● About this task
Count how many lines in the data hold "embedded". Only the number.

● Provided data
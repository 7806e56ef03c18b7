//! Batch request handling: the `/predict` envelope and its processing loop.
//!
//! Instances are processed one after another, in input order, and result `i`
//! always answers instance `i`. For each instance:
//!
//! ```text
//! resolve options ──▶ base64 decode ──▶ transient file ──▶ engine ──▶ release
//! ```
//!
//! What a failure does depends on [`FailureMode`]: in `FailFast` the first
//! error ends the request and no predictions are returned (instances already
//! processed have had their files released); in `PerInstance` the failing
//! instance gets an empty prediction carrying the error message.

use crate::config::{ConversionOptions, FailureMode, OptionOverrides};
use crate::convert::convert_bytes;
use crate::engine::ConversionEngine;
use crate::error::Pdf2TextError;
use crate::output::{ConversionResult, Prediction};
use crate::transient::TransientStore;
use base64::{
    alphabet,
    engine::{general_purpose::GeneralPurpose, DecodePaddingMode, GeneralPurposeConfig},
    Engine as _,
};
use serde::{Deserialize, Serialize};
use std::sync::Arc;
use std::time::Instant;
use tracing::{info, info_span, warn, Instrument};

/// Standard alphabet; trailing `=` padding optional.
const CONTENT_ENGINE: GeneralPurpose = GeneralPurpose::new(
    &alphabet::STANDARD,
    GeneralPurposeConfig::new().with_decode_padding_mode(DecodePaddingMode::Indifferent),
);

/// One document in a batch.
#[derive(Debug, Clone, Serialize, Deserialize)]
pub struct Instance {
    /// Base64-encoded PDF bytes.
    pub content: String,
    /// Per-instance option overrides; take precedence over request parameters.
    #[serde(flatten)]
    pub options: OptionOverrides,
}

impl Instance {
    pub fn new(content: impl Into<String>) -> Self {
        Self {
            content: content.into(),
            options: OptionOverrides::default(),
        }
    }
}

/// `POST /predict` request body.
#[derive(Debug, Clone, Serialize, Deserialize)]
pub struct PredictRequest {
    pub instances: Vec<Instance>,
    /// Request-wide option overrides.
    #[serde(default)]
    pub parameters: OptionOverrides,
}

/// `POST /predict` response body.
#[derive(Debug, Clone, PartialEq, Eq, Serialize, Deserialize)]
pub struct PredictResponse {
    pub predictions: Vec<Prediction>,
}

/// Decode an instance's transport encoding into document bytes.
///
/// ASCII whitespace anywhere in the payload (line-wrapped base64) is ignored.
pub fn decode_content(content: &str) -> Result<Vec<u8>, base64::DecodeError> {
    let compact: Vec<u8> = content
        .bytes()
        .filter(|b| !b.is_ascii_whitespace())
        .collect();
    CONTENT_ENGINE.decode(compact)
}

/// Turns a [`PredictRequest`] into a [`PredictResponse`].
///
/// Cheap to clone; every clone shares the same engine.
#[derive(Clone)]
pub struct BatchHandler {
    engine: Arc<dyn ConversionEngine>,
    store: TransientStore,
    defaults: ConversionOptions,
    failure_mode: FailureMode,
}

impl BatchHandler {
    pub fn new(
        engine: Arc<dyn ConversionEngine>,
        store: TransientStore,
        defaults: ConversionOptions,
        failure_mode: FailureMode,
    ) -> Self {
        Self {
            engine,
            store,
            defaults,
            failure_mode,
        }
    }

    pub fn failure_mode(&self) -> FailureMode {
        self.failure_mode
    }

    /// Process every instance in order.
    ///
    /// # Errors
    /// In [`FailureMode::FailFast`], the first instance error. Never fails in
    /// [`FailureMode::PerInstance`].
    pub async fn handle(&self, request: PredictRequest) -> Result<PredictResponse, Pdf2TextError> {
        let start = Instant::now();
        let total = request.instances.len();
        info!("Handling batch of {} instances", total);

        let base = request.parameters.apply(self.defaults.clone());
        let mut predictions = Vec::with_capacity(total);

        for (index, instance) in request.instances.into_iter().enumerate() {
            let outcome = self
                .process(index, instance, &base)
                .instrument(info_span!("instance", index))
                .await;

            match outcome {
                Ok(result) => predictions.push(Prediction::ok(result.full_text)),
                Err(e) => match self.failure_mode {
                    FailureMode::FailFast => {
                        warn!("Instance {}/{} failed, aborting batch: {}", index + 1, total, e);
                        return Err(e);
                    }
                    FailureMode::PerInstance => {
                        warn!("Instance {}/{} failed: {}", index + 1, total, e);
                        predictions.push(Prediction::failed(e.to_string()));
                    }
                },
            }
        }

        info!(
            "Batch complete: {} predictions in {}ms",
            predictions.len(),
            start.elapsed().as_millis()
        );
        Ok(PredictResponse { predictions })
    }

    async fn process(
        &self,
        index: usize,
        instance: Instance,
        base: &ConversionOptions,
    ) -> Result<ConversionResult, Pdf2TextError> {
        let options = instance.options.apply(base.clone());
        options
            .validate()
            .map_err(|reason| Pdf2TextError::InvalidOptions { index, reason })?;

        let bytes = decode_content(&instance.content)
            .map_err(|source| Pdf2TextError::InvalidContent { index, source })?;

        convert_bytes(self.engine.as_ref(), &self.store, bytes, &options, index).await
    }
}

---

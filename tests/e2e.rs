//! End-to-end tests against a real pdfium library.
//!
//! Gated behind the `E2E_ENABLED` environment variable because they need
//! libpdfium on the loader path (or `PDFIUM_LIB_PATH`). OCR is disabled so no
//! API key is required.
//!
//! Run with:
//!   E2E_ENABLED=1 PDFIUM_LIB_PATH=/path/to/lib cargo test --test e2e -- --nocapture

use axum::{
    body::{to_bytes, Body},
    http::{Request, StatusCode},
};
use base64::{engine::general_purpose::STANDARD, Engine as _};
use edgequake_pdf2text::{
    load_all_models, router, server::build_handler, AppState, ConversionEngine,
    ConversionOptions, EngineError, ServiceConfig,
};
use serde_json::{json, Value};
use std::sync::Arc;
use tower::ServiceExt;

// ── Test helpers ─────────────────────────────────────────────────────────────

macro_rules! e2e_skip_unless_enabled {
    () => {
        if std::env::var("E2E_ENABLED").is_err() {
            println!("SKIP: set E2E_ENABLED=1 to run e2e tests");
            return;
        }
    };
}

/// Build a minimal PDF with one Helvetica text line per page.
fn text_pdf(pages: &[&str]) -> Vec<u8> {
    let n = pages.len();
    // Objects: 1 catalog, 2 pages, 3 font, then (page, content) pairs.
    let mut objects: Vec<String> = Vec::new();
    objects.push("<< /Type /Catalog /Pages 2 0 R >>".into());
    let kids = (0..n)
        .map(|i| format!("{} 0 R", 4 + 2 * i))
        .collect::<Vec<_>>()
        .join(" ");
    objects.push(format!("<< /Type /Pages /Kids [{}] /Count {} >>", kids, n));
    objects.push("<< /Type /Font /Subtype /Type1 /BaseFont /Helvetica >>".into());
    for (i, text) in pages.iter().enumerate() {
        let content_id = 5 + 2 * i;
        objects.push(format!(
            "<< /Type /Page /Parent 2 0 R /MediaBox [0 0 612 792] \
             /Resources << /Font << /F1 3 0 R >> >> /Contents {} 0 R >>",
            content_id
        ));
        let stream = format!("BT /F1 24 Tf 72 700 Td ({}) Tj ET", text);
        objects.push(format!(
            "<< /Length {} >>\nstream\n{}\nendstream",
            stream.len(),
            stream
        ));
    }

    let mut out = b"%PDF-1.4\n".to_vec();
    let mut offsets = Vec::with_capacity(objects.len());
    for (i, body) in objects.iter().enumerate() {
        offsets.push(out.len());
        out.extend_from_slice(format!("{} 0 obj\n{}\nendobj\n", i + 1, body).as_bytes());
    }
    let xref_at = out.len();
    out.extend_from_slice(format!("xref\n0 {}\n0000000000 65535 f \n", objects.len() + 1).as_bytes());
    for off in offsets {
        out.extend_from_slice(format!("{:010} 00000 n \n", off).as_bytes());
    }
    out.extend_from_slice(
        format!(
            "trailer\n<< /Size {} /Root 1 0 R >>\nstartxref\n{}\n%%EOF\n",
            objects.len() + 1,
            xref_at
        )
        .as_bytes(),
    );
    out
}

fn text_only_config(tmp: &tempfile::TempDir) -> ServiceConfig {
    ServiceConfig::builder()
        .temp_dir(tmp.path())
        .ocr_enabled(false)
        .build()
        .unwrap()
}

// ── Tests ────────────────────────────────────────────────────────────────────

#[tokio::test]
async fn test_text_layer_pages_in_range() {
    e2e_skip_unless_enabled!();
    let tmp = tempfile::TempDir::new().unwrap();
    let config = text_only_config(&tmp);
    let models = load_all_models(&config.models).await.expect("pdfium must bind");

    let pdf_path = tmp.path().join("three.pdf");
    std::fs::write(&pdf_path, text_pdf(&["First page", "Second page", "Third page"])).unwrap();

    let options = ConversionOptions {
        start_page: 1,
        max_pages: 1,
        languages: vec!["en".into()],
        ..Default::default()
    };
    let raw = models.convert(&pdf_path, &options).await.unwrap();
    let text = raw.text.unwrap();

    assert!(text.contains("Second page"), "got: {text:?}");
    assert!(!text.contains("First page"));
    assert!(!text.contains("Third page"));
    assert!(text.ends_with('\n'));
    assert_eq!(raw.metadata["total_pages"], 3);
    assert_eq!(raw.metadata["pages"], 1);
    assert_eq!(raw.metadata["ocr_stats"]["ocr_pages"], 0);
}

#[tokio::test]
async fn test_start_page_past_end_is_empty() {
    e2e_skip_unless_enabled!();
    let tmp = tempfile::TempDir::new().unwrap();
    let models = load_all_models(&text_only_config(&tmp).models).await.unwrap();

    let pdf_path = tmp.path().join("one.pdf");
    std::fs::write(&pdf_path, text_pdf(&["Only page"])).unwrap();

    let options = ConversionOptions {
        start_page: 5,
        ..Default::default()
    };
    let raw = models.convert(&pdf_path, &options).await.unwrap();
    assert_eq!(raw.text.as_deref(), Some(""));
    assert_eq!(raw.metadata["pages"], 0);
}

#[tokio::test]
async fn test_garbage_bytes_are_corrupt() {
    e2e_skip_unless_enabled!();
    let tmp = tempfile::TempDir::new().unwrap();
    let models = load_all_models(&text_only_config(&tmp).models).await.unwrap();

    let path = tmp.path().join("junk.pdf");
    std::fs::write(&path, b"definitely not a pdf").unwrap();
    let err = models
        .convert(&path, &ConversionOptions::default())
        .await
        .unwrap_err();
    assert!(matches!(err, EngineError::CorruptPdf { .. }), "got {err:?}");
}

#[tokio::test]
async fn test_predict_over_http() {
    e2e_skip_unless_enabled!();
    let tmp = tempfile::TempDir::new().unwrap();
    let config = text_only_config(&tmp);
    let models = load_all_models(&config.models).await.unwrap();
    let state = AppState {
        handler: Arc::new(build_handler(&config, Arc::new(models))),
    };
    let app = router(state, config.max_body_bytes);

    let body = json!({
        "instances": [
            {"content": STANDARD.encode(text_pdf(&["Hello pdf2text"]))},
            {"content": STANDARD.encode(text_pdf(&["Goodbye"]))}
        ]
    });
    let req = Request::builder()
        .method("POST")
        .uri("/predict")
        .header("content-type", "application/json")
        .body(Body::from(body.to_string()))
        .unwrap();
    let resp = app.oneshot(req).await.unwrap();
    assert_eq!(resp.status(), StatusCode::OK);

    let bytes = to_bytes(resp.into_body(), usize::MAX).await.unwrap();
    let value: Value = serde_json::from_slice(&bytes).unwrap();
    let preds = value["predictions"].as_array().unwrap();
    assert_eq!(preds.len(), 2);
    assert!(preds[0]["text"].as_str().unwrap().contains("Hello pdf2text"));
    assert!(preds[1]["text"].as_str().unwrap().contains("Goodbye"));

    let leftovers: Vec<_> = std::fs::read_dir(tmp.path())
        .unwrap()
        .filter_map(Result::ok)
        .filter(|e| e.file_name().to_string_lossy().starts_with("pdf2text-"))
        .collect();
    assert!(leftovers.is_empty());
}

---

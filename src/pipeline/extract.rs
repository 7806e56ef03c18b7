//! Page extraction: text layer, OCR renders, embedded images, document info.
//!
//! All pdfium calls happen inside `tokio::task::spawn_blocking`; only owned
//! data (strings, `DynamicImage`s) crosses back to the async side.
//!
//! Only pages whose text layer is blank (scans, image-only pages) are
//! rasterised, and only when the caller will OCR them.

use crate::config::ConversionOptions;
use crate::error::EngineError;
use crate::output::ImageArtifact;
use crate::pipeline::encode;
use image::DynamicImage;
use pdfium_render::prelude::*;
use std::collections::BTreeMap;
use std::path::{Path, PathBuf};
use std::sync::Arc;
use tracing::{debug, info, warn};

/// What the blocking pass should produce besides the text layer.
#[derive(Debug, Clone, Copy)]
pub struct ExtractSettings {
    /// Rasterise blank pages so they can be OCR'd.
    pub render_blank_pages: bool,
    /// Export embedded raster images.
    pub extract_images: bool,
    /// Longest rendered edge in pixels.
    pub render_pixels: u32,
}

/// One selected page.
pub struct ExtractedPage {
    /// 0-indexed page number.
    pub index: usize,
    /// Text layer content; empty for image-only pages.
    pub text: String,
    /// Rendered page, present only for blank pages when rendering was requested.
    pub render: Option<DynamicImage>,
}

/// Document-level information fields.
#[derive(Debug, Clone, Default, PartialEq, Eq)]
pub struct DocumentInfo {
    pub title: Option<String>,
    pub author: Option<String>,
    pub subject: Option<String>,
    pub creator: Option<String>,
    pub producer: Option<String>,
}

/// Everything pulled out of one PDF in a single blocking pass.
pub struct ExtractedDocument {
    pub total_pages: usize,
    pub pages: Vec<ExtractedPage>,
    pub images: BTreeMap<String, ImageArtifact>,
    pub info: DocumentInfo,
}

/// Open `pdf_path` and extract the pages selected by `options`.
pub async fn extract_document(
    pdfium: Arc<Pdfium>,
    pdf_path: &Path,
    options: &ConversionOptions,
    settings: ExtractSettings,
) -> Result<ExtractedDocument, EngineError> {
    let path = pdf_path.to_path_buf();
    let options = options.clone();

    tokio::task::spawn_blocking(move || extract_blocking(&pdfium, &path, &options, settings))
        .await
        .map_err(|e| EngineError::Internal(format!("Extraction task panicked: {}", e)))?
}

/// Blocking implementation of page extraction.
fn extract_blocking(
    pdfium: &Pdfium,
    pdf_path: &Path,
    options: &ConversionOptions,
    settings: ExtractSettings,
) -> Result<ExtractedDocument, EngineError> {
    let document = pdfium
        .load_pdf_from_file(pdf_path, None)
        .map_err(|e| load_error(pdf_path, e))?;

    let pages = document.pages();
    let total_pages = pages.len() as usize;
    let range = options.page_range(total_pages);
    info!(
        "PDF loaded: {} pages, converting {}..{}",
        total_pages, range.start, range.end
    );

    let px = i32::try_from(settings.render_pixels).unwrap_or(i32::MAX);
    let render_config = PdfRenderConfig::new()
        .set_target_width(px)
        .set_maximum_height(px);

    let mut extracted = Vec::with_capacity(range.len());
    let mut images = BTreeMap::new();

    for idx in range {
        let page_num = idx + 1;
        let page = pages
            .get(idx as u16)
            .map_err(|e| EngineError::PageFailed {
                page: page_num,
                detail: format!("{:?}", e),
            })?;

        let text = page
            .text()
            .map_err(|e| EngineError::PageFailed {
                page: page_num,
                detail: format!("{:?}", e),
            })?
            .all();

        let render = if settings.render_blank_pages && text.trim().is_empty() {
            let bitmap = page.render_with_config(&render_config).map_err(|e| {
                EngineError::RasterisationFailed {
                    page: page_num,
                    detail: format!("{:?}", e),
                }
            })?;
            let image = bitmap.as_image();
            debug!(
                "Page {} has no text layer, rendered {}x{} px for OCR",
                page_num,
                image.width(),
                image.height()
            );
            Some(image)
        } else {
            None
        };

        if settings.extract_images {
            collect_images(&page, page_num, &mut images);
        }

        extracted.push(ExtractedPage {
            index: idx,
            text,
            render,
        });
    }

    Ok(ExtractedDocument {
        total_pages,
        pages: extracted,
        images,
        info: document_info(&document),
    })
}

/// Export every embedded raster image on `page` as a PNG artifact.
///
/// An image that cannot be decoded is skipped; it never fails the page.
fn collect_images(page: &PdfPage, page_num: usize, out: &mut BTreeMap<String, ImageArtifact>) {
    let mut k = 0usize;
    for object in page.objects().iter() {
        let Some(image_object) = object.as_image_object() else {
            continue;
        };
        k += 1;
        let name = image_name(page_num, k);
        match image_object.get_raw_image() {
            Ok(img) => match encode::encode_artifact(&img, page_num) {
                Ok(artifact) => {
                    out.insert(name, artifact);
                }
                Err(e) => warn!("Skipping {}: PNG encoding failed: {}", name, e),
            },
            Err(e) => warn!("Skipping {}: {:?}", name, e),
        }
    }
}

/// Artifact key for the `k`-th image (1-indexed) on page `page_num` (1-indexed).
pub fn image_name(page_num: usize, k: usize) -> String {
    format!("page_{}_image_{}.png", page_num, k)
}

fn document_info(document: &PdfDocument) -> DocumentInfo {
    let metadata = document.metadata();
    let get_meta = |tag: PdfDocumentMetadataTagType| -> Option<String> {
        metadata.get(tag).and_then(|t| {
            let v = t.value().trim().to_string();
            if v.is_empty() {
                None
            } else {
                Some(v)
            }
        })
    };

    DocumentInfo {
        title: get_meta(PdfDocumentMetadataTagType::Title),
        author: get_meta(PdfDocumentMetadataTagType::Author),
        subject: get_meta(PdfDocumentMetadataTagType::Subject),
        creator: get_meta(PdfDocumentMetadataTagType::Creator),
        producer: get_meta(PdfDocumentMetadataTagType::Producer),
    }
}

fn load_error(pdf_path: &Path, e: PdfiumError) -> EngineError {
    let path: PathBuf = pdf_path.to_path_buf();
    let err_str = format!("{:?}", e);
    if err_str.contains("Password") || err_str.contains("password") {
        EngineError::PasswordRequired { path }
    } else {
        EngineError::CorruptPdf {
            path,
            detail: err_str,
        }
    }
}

● Solution for this task
3